● **Exercise aim**:
Starting at the top of the entries below, print each line exactly until the line with "a caller can" has been printed too.

● **Listed entries**:
- Opening Delimiter -

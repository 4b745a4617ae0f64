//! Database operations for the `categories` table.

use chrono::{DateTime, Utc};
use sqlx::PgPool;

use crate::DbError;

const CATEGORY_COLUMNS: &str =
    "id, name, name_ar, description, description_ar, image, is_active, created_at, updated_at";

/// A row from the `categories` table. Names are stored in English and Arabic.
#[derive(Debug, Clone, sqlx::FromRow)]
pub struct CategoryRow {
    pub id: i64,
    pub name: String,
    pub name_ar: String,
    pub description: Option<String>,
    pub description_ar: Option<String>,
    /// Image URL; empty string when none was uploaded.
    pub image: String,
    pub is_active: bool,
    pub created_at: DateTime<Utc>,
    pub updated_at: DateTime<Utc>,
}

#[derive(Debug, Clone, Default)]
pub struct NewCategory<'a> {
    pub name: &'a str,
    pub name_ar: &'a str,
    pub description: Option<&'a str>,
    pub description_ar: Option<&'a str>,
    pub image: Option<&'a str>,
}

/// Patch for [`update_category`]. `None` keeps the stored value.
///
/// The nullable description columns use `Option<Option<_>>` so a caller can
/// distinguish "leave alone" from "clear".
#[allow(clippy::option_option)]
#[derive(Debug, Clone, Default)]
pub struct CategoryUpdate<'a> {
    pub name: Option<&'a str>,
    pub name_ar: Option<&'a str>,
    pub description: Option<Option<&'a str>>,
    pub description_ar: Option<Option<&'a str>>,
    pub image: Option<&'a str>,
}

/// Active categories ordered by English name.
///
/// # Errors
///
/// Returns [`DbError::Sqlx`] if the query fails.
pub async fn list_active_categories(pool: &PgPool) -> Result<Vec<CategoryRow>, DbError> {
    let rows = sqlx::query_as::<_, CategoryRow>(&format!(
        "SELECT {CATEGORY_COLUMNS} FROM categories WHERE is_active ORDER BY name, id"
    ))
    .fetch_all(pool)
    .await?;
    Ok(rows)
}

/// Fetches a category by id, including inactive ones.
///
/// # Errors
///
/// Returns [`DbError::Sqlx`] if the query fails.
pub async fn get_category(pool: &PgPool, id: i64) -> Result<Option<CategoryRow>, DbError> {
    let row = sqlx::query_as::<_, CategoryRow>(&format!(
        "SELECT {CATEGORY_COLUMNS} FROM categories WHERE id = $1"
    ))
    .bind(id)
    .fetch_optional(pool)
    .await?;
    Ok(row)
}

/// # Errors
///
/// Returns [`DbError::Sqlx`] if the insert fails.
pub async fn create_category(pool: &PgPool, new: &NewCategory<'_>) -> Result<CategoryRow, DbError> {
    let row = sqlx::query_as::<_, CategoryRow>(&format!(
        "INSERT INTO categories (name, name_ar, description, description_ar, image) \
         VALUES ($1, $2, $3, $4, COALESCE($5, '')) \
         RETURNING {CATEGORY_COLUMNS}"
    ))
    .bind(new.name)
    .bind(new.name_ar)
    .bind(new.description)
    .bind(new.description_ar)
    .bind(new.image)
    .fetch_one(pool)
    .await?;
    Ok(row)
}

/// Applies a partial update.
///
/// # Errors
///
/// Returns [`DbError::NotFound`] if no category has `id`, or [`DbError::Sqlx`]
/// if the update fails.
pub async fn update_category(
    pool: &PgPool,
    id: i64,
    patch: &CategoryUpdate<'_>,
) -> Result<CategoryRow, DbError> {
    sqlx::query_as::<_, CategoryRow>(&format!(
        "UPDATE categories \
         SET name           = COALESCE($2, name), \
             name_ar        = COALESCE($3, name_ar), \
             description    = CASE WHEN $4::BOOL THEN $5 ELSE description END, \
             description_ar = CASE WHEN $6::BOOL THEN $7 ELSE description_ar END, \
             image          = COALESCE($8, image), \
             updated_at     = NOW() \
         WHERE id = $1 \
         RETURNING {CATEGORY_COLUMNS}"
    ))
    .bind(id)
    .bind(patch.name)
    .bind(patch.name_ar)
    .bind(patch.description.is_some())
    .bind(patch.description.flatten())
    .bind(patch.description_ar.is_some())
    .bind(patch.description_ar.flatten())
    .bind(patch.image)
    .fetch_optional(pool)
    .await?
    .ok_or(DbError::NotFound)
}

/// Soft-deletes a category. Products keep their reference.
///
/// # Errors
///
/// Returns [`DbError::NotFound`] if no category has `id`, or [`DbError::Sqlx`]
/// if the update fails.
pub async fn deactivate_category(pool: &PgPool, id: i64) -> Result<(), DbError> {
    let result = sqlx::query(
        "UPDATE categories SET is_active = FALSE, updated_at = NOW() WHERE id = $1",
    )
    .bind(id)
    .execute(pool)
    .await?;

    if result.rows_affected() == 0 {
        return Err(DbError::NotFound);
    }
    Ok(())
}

- Closing Delimiter -

● **Task solution**:
repository 4b745a4617ae0f64
//! Database operations for the `categories` table.

use chrono::{DateTime, Utc};
use sqlx::PgPool;

use crate::DbError;

const CATEGORY_COLUMNS: &str =
    "id, name, name_ar, description, description_ar, image, is_active, created_at, updated_at";

/// A row from the `categories` table. Names are stored in English and Arabic.
#[derive(Debug, Clone, sqlx::FromRow)]
pub struct CategoryRow {
    pub id: i64,
    pub name: String,
    pub name_ar: String,
    pub description: Option<String>,
    pub description_ar: Option<String>,
    /// Image URL; empty string when none was uploaded.
    pub image: String,
    pub is_active: bool,
    pub created_at: DateTime<Utc>,
    pub updated_at: DateTime<Utc>,
}

#[derive(Debug, Clone, Default)]
pub struct NewCategory<'a> {
    pub name: &'a str,
    pub name_ar: &'a str,
    pub description: Option<&'a str>,
    pub description_ar: Option<&'a str>,
    pub image: Option<&'a str>,
}

/// Patch for [`update_category`]. `None` keeps the stored value.
///
/// The nullable description columns use `Option<Option<_>>` so a caller can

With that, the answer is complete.